I was able to work around this. Honestly I don't know why this works, but it does. Maybe somebody else can fill in the gaps for me. What I did was instead of trying to filter my list, I changed the filter function to return an array, and I use that result for ng-repeat to iterate.

Old filter function

$scope.filterByName = function(n) {
  var name = n.name.toLowerCase();
  var search = $scope.search.toLowerCase();
  return name.indexOf(search) > -1;
};

New filter function

$scope.filterByName = function(list, srch) {
        var ret = [];

        _.each(list, function(l) {
            if (l.name.toLowerCase().indexOf(srch.toLowerCase()) > -1) {
                ret.push(l);
            }
        });

        return ret;
    };

Old ng-repeat

<li ng-repeat="s in scripts|filter:filterByName">

New ng-repeat

<li ng-repeat="s in filterByName(scripts, search)">

2 Comments

why are you using underscore's foreach which is just a synomym for javascript foreach?

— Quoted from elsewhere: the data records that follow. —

use std::path::Path;

use lotledger_core::{CommandResponse, LedgerCommand};
use lotledger_domain::{format_timestamp, Identifiable};

use super::usage_error;
use crate::cli::error::{CommandError, CommandResult};
use crate::cli::io;
use crate::cli::output;
use crate::cli::registry::CommandEntry;
use crate::cli::shell_context::ShellContext;
use crate::cli::table::{Table, TableColumn};
use crate::report::{write_json_report, InventoryReport};

pub(crate) fn definitions() -> Vec<CommandEntry> {
    vec![
        CommandEntry::new(
            "inventory",
            "List open lots, oldest first",
            "inventory",
            cmd_inventory,
        ),
        CommandEntry::new(
            "used",
            "List consumed lot slices per liquidation",
            "used",
            cmd_used,
        ),
        CommandEntry::new(
            "transactions",
            "List all journal transactions in replay order",
            "transactions",
            cmd_transactions,
        ),
        CommandEntry::new("stats", "Show inventory statistics", "stats", cmd_stats),
        CommandEntry::new(
            "available",
            "Show quantity available to sell",
            "available",
            cmd_available,
        ),
        CommandEntry::new(
            "export",
            "Write an inventory report as JSON",
            "export <path>",
            cmd_export,
        ),
    ]
}

fn cmd_inventory(context: &mut ShellContext, _args: &[&str]) -> CommandResult {
    let CommandResponse::OpenInventory(lots) = context.execute(LedgerCommand::ListOpenInventory)?
    else {
        return Err(unexpected());
    };
    output::section("Open inventory");
    if lots.is_empty() {
        io::print_info("No open lots.");
        return Ok(());
    }

    let mut table = Table::new(vec![
        TableColumn::left("Lot"),
        TableColumn::left("Purchased"),
        TableColumn::right("Remaining"),
        TableColumn::right("Original"),
        TableColumn::right("Unit price"),
        TableColumn::right("Value"),
    ]);
    for lot in &lots {
        table.push_row(vec![
            lot.purchase_id.to_string(),
            format_timestamp(lot.purchased_at),
            context.format_quantity(lot.remaining_quantity),
            context.format_quantity(lot.original_quantity),
            context.format_amount(lot.unit_price),
            context.format_amount(lot.remaining_value()),
        ]);
    }
    output::raw(table.render());
    Ok(())
}

fn cmd_used(context: &mut ShellContext, _args: &[&str]) -> CommandResult {
    let CommandResponse::UsedInventory(used) = context.execute(LedgerCommand::ListUsedInventory)?
    else {
        return Err(unexpected());
    };
    output::section("Used inventory");
    if used.is_empty() {
        io::print_info("No liquidations recorded.");
        return Ok(());
    }

    let mut table = Table::new(vec![
        TableColumn::left("Sale"),
        TableColumn::left("Lot"),
        TableColumn::left("Sold"),
        TableColumn::right("Quantity"),
        TableColumn::right("Unit price"),
        TableColumn::right("Sell price"),
        TableColumn::right("Cost"),
        TableColumn::right("Revenue"),
    ]);
    for slice in &used {
        table.push_row(vec![
            slice.liquidation_id.to_string(),
            slice.purchase_id.to_string(),
            format_timestamp(slice.liquidated_at),
            context.format_quantity(slice.quantity),
            context.format_amount(slice.unit_price),
            context.format_amount(slice.selling_price),
            context.format_amount(slice.orig_value()),
            context.format_amount(slice.sell_value()),
        ]);
    }
    output::raw(table.render());
    Ok(())
}

fn cmd_transactions(context: &mut ShellContext, _args: &[&str]) -> CommandResult {
    let CommandResponse::Transactions(events) =
        context.execute(LedgerCommand::ListAllTransactions)?
    else {
        return Err(unexpected());
    };
    output::section("Transactions");
    if events.is_empty() {
        io::print_info("Journal is empty.");
        return Ok(());
    }

    let mut table = Table::new(vec![
        TableColumn::left("Id"),
        TableColumn::left("Kind"),
        TableColumn::left("Timestamp"),
        TableColumn::right("Quantity"),
        TableColumn::right("Price"),
        TableColumn::right("Total"),
    ]);
    for event in &events {
        table.push_row(vec![
            event.id().to_string(),
            event.kind().to_string(),
            format_timestamp(event.timestamp()),
            context.format_quantity(event.quantity()),
            context.format_amount(event.price()),
            context.format_amount(event.quantity() * event.price()),
        ]);
    }
    output::raw(table.render());
    Ok(())
}

fn cmd_stats(context: &mut ShellContext, _args: &[&str]) -> CommandResult {
    let CommandResponse::Statistics(stats) = context.execute(LedgerCommand::ComputeStatistics)?
    else {
        return Err(unexpected());
    };
    output::section("Statistics");
    let rows = [
        ("Acquisition value", context.format_amount(stats.acquisition_value)),
        ("Realized cost", context.format_amount(stats.orig_value)),
        ("Realized revenue", context.format_amount(stats.sell_value)),
        ("Realized gain", context.format_amount(stats.realized_gain())),
        ("Open quantity", context.format_quantity(stats.open_quantity)),
        ("Sold quantity", context.format_quantity(stats.sold_quantity)),
    ];
    for (label, value) in rows {
        io::print_info(format!("{label:<18} {value}"));
    }
    Ok(())
}

fn cmd_available(context: &mut ShellContext, _args: &[&str]) -> CommandResult {
    let available = context.ledger()?.available_quantity();
    io::print_info(format!(
        "Available quantity: {}",
        context.format_quantity(available)
    ));
    Ok(())
}

fn cmd_export(context: &mut ShellContext, args: &[&str]) -> CommandResult {
    let [path] = args else {
        return Err(usage_error("export <path>"));
    };
    let report = InventoryReport::from_ledger(context.ledger()?, context.currency());
    let path = Path::new(path);
    write_json_report(&report, path)?;
    io::print_success(format!("Report written to {}", path.display()));
    Ok(())
}

fn unexpected() -> CommandError {
    CommandError::Message("unexpected ledger response".into())
}
//! Aggregate valuations over a replayed [`DerivedState`].

use lotledger_domain::{DerivedState, Statistics};

/// Pure aggregation helpers; every function is total over any derived state.
pub struct StatisticsEngine;

impl StatisticsEngine {
    /// Computes all totals in one pass over the lots.
    pub fn compute(state: &DerivedState) -> Statistics {
        Statistics {
            acquisition_value: Self::acquisition_value(state),
            orig_value: Self::orig_value(state),
            sell_value: Self::sell_value(state),
            open_quantity: Self::open_quantity(state),
            sold_quantity: Self::sold_quantity(state),
        }
    }

    /// Cost basis of unsold inventory.
    pub fn acquisition_value(state: &DerivedState) -> f64 {
        state.open_lots().map(|lot| lot.remaining_value()).sum()
    }

    /// Realized cost basis of everything liquidated.
    pub fn orig_value(state: &DerivedState) -> f64 {
        state.used_lots.iter().map(|used| used.orig_value()).sum()
    }

    /// Realized revenue of everything liquidated.
    pub fn sell_value(state: &DerivedState) -> f64 {
        state.used_lots.iter().map(|used| used.sell_value()).sum()
    }

    pub fn open_quantity(state: &DerivedState) -> f64 {
        state.open_lots().map(|lot| lot.remaining_quantity).sum()
    }

    pub fn sold_quantity(state: &DerivedState) -> f64 {
        state.used_lots.iter().map(|used| used.quantity).sum()
    }
}

#[cfg(test)]
mod tests {
    use super::*;
    use crate::replay::replay;
    use chrono::NaiveDate;
    use lotledger_domain::{Event, EventDraft, EventId};

    fn scenario() -> Vec<Event> {
        let at = |day: u32| {
            NaiveDate::from_ymd_opt(2023, 11, day)
                .unwrap()
                .and_hms_opt(0, 0, 0)
                .unwrap()
        };
        vec![
            EventDraft::purchase(10.0, 5.0, at(1)).into_event(EventId(1)),
            EventDraft::purchase(5.0, 6.0, at(2)).into_event(EventId(2)),
            EventDraft::liquidation(12.0, 8.0, at(3)).into_event(EventId(3)),
        ]
    }

    #[test]
    fn empty_state_has_zero_totals() {
        let stats = StatisticsEngine::compute(&DerivedState::default());
        assert_eq!(stats, Statistics::default());
        assert_eq!(stats.realized_gain(), 0.0);
    }

    #[test]
    fn totals_match_partial_lot_consumption() {
        let state = replay(&scenario()).unwrap();
        let stats = StatisticsEngine::compute(&state);
        assert_eq!(stats.acquisition_value, 18.0);
        assert_eq!(stats.orig_value, 62.0);
        assert_eq!(stats.sell_value, 96.0);
        assert_eq!(stats.open_quantity, 3.0);
        assert_eq!(stats.sold_quantity, 12.0);
        assert_eq!(stats.realized_gain(), 34.0);
    }
}
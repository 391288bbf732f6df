//! Inventory report export.

use std::{fs, path::Path};

use chrono::{DateTime, Utc};
use serde::{Deserialize, Serialize};
use uuid::Uuid;

use lotledger_core::LotLedger;
use lotledger_domain::{LedgerSnapshot, OpenLot, Statistics, UsedLot};

use crate::errors::LotLedgerError;

/// Point-in-time copy of the derived inventory, ready to be written out.
#[derive(Debug, Clone, PartialEq, Serialize, Deserialize)]
pub struct InventoryReport {
    pub journal_id: Uuid,
    pub journal_name: String,
    pub generated_at: DateTime<Utc>,
    pub currency: String,
    pub open_lots: Vec<OpenLot>,
    pub used_lots: Vec<UsedLot>,
    pub statistics: ReportTotals,
}

/// Statistics plus the derived gain, unrounded.
#[derive(Debug, Clone, Copy, PartialEq, Serialize, Deserialize)]
pub struct ReportTotals {
    pub acquisition_value: f64,
    pub orig_value: f64,
    pub sell_value: f64,
    pub realized_gain: f64,
    pub open_quantity: f64,
    pub sold_quantity: f64,
}

impl From<Statistics> for ReportTotals {
    fn from(stats: Statistics) -> Self {
        Self {
            acquisition_value: stats.acquisition_value,
            orig_value: stats.orig_value,
            sell_value: stats.sell_value,
            realized_gain: stats.realized_gain(),
            open_quantity: stats.open_quantity,
            sold_quantity: stats.sold_quantity,
        }
    }
}

impl InventoryReport {
    pub fn from_snapshot(
        journal_id: Uuid,
        journal_name: impl Into<String>,
        currency: impl Into<String>,
        snapshot: LedgerSnapshot,
        generated_at: DateTime<Utc>,
    ) -> Self {
        Self {
            journal_id,
            journal_name: journal_name.into(),
            generated_at,
            currency: currency.into(),
            open_lots: snapshot.open_lots,
            used_lots: snapshot.used_lots,
            statistics: snapshot.statistics.into(),
        }
    }

    /// Builds a report from a single consistent read of `ledger`.
    pub fn from_ledger(ledger: &LotLedger, currency: impl Into<String>) -> Self {
        let (journal, snapshot) = ledger.journal_and_snapshot();
        Self::from_snapshot(journal.id, journal.name, currency, snapshot, Utc::now())
    }
}

/// Writes `report` as pretty JSON, creating parent directories as needed.
pub fn write_json_report(report: &InventoryReport, path: &Path) -> Result<(), LotLedgerError> {
    if let Some(parent) = path.parent().filter(|parent| !parent.as_os_str().is_empty()) {
        fs::create_dir_all(parent)?;
    }
    let json = serde_json::to_string_pretty(report)?;
    fs::write(path, json)?;
    tracing::info!(path = %path.display(), "inventory report written");
    Ok(())
}

#[cfg(test)]
mod tests {
    use super::*;
    use chrono::NaiveDate;
    use tempfile::tempdir;

    #[test]
    fn report_carries_unrounded_totals() {
        let at = NaiveDate::from_ymd_opt(2024, 7, 1)
            .unwrap()
            .and_hms_opt(0, 0, 0)
            .unwrap();
        let ledger = LotLedger::new("Report");
        ledger.record_purchase(3.0, 0.3333, at).unwrap();
        ledger.record_liquidation(1.0, 0.5, at).unwrap();

        let report = InventoryReport::from_ledger(&ledger, "USD");
        assert_eq!(report.open_lots.len(), 1);
        assert_eq!(report.used_lots.len(), 1);
        assert_eq!(report.statistics.orig_value, 0.3333);
        assert_eq!(report.statistics.realized_gain, 0.5 - 0.3333);

        let dir = tempdir().unwrap();
        let path = dir.path().join("out").join("report.json");
        write_json_report(&report, &path).unwrap();
        let parsed: InventoryReport =
            serde_json::from_str(&fs::read_to_string(&path).unwrap()).unwrap();
        assert_eq!(parsed.journal_name, "Report");
        assert_eq!(parsed.used_lots, report.used_lots);
    }
}
//! The ledger facade: the single entry point that serializes commands against
//! the journal and keeps the last consistent derived state.

use std::sync::{Mutex, MutexGuard, PoisonError};

use chrono::{DateTime, NaiveDateTime, Utc};
use tracing::{info, warn};

use lotledger_domain::{
    is_negligible, DerivedState, Event, EventDraft, EventId, Journal, LedgerSnapshot, OpenLot,
    Statistics, UsedLot,
};

use crate::command::{CommandResponse, LedgerCommand, Receipt};
use crate::error::{CoreError, ReplayError};
use crate::journal_service::JournalService;
use crate::replay::replay;
use crate::statistics::StatisticsEngine;
use crate::validation::{validate_draft, validate_quantity};

/// Outcome of the most recent command.
#[derive(Debug, Clone, Copy, PartialEq, Eq, Default)]
pub enum LedgerStatus {
    /// The last replay succeeded.
    #[default]
    Consistent,
    /// The last command was rejected and undone; the previous state is in effect.
    RolledBack,
}

/// Owns the journal and its derived state behind a single exclusive lock.
///
/// Every command, read or write, runs while holding the lock, so callers see
/// either the post-replay state or a rejection. Values handed out are copies.
pub struct LotLedger {
    inner: Mutex<LedgerInner>,
}

struct LedgerInner {
    journal: Journal,
    derived: DerivedState,
    statistics: Statistics,
    status: LedgerStatus,
}

impl LotLedger {
    /// Creates an empty ledger backed by a fresh journal.
    pub fn new(name: impl Into<String>) -> Self {
        Self::with_state(Journal::new(name), DerivedState::default())
    }

    /// Adopts an existing journal, failing if its history does not replay.
    pub fn from_journal(mut journal: Journal) -> Result<Self, CoreError> {
        journal.reconcile_next_id()?;
        let ordered = JournalService::list_ordered(&journal);
        let derived = replay(&ordered)?;
        info!(
            journal = %journal.name,
            events = journal.event_count(),
            "journal loaded"
        );
        Ok(Self::with_state(journal, derived))
    }

    fn with_state(journal: Journal, derived: DerivedState) -> Self {
        let statistics = StatisticsEngine::compute(&derived);
        Self {
            inner: Mutex::new(LedgerInner {
                journal,
                derived,
                statistics,
                status: LedgerStatus::Consistent,
            }),
        }
    }

    fn lock(&self) -> MutexGuard<'_, LedgerInner> {
        // A failed command always leaves the journal restored, so the guarded
        // state stays valid even if a holder panicked.
        self.inner.lock().unwrap_or_else(PoisonError::into_inner)
    }

    /// Dispatches one command from the closed command set.
    pub fn execute(&self, command: LedgerCommand) -> Result<CommandResponse, CoreError> {
        match command {
            LedgerCommand::RecordPurchase {
                quantity,
                unit_price,
                timestamp,
            } => self
                .record_purchase(quantity, unit_price, timestamp)
                .map(CommandResponse::Recorded),
            LedgerCommand::RecordLiquidation {
                quantity,
                selling_price,
                timestamp,
            } => self
                .record_liquidation(quantity, selling_price, timestamp)
                .map(CommandResponse::Recorded),
            LedgerCommand::RemoveTransaction { id } => {
                self.remove_transaction(id).map(CommandResponse::Updated)
            }
            LedgerCommand::AmendTransaction { id, draft } => self
                .amend_transaction(id, draft)
                .map(CommandResponse::Updated),
            LedgerCommand::Resynchronize => self.resynchronize().map(CommandResponse::Updated),
            LedgerCommand::ListOpenInventory => Ok(CommandResponse::OpenInventory(self.open_lots())),
            LedgerCommand::ListUsedInventory => Ok(CommandResponse::UsedInventory(self.used_lots())),
            LedgerCommand::ComputeStatistics => Ok(CommandResponse::Statistics(self.statistics())),
            LedgerCommand::ListAllTransactions => {
                Ok(CommandResponse::Transactions(self.transactions()))
            }
        }
    }

    pub fn record_purchase(
        &self,
        quantity: f64,
        unit_price: f64,
        timestamp: NaiveDateTime,
    ) -> Result<Receipt, CoreError> {
        self.record(EventDraft::purchase(quantity, unit_price, timestamp))
    }

    pub fn record_liquidation(
        &self,
        quantity: f64,
        selling_price: f64,
        timestamp: NaiveDateTime,
    ) -> Result<Receipt, CoreError> {
        self.record(EventDraft::liquidation(quantity, selling_price, timestamp))
    }

    /// Validates, appends, and replays `draft`; the append is undone if replay fails.
    pub fn record(&self, draft: EventDraft) -> Result<Receipt, CoreError> {
        let mut inner = self.lock();
        let event_id = inner.record(draft)?;
        Ok(Receipt {
            event_id,
            snapshot: inner.snapshot(),
        })
    }

    /// Removes an event; restored again if the remaining history oversells.
    pub fn remove_transaction(&self, id: EventId) -> Result<LedgerSnapshot, CoreError> {
        let mut inner = self.lock();
        inner.remove(id)?;
        Ok(inner.snapshot())
    }

    /// Replaces the event stored under `id`; the previous contents come back on failure.
    pub fn amend_transaction(
        &self,
        id: EventId,
        draft: EventDraft,
    ) -> Result<LedgerSnapshot, CoreError> {
        let mut inner = self.lock();
        inner.amend(id, draft)?;
        Ok(inner.snapshot())
    }

    /// Forces a full replay without touching the journal.
    pub fn resynchronize(&self) -> Result<LedgerSnapshot, CoreError> {
        let mut inner = self.lock();
        inner.resynchronize()?;
        Ok(inner.snapshot())
    }

    pub fn open_lots(&self) -> Vec<OpenLot> {
        self.lock().derived.open_lots().cloned().collect()
    }

    pub fn used_lots(&self) -> Vec<UsedLot> {
        self.lock().derived.used_lots.clone()
    }

    pub fn statistics(&self) -> Statistics {
        self.lock().statistics
    }

    /// Every journal event in replay order.
    pub fn transactions(&self) -> Vec<Event> {
        JournalService::list_ordered(&self.lock().journal)
    }

    pub fn transaction(&self, id: EventId) -> Option<Event> {
        self.lock().journal.get(id).cloned()
    }

    pub fn snapshot(&self) -> LedgerSnapshot {
        self.lock().snapshot()
    }

    /// Copy of the full derived state, exhausted lots included.
    pub fn derived_state(&self) -> DerivedState {
        self.lock().derived.clone()
    }

    /// Copy of the journal, suitable for persistence.
    pub fn journal(&self) -> Journal {
        self.lock().journal.clone()
    }

    /// Journal copy and snapshot taken under one lock.
    pub fn journal_and_snapshot(&self) -> (Journal, LedgerSnapshot) {
        let inner = self.lock();
        (inner.journal.clone(), inner.snapshot())
    }

    pub fn name(&self) -> String {
        self.lock().journal.name.clone()
    }

    pub fn rename(&self, name: impl Into<String>) {
        let mut inner = self.lock();
        inner.journal.name = name.into();
        inner.journal.touch();
    }

    pub fn status(&self) -> LedgerStatus {
        self.lock().status
    }

    pub fn event_count(&self) -> usize {
        self.lock().journal.event_count()
    }

    pub fn updated_at(&self) -> DateTime<Utc> {
        self.lock().journal.updated_at
    }

    /// Total remaining quantity across open lots.
    pub fn available_quantity(&self) -> f64 {
        self.lock().statistics.open_quantity
    }

    /// Whether a liquidation of `quantity` dated after all history would succeed.
    pub fn can_liquidate(&self, quantity: f64) -> bool {
        if validate_quantity(quantity).is_err() {
            return false;
        }
        let available = self.available_quantity();
        quantity <= available || is_negligible(quantity - available)
    }
}

impl LedgerInner {
    fn record(&mut self, draft: EventDraft) -> Result<EventId, CoreError> {
        validate_draft(&draft)?;
        let kind = draft.kind();
        let previous_next_id = self.journal.next_id;
        let previous_updated_at = self.journal.updated_at;
        let id = JournalService::append(&mut self.journal, draft)?;

        if let Err(err) = self.rebuild() {
            self.journal.remove(id);
            self.journal.next_id = previous_next_id;
            self.journal.updated_at = previous_updated_at;
            return Err(self.rolled_back("record", err));
        }
        self.status = LedgerStatus::Consistent;
        info!(event_id = %id, %kind, "event recorded");
        Ok(id)
    }

    fn remove(&mut self, id: EventId) -> Result<(), CoreError> {
        let previous_updated_at = self.journal.updated_at;
        let removed = JournalService::remove(&mut self.journal, id)?;

        if let Err(err) = self.rebuild() {
            JournalService::restore(&mut self.journal, removed);
            self.journal.updated_at = previous_updated_at;
            return Err(self.rolled_back("remove", err));
        }
        self.status = LedgerStatus::Consistent;
        info!(event_id = %id, "event removed");
        Ok(())
    }

    fn amend(&mut self, id: EventId, draft: EventDraft) -> Result<(), CoreError> {
        validate_draft(&draft)?;
        let previous_updated_at = self.journal.updated_at;
        let previous = JournalService::replace(&mut self.journal, id, draft)?;

        if let Err(err) = self.rebuild() {
            JournalService::restore(&mut self.journal, previous);
            self.journal.updated_at = previous_updated_at;
            return Err(self.rolled_back("amend", err));
        }
        self.status = LedgerStatus::Consistent;
        info!(event_id = %id, "event amended");
        Ok(())
    }

    fn resynchronize(&mut self) -> Result<(), CoreError> {
        if let Err(err) = self.rebuild() {
            return Err(self.rolled_back("resynchronize", err));
        }
        self.status = LedgerStatus::Consistent;
        info!(events = self.journal.event_count(), "ledger resynchronized");
        Ok(())
    }

    /// Replays the whole journal; derived state is only replaced on success.
    fn rebuild(&mut self) -> Result<(), ReplayError> {
        let ordered = JournalService::list_ordered(&self.journal);
        let derived = replay(&ordered)?;
        self.statistics = StatisticsEngine::compute(&derived);
        self.derived = derived;
        Ok(())
    }

    fn rolled_back(&mut self, command: &str, err: ReplayError) -> CoreError {
        warn!(
            command,
            liquidation_id = %err.liquidation_id(),
            shortfall = err.shortfall(),
            "command rejected, journal rolled back"
        );
        self.status = LedgerStatus::RolledBack;
        err.into()
    }

    fn snapshot(&self) -> LedgerSnapshot {
        LedgerSnapshot {
            open_lots: self.derived.open_lots().cloned().collect(),
            used_lots: self.derived.used_lots.clone(),
            statistics: self.statistics,
            transactions: JournalService::list_ordered(&self.journal),
        }
    }
}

You're writing an angular app, and are in the angular context, shouldn't you be using angular.foreach?
Hey mortashi, honestly? Habit. I've gotten really comfortable with underscore so I use it all over the place. For this project I do not need to support IE8 so I could use javascript's each, but in real world use for this particular app I have not noticed a performance difference. Thanks for the call out, I should not be lazy coding by habit like this.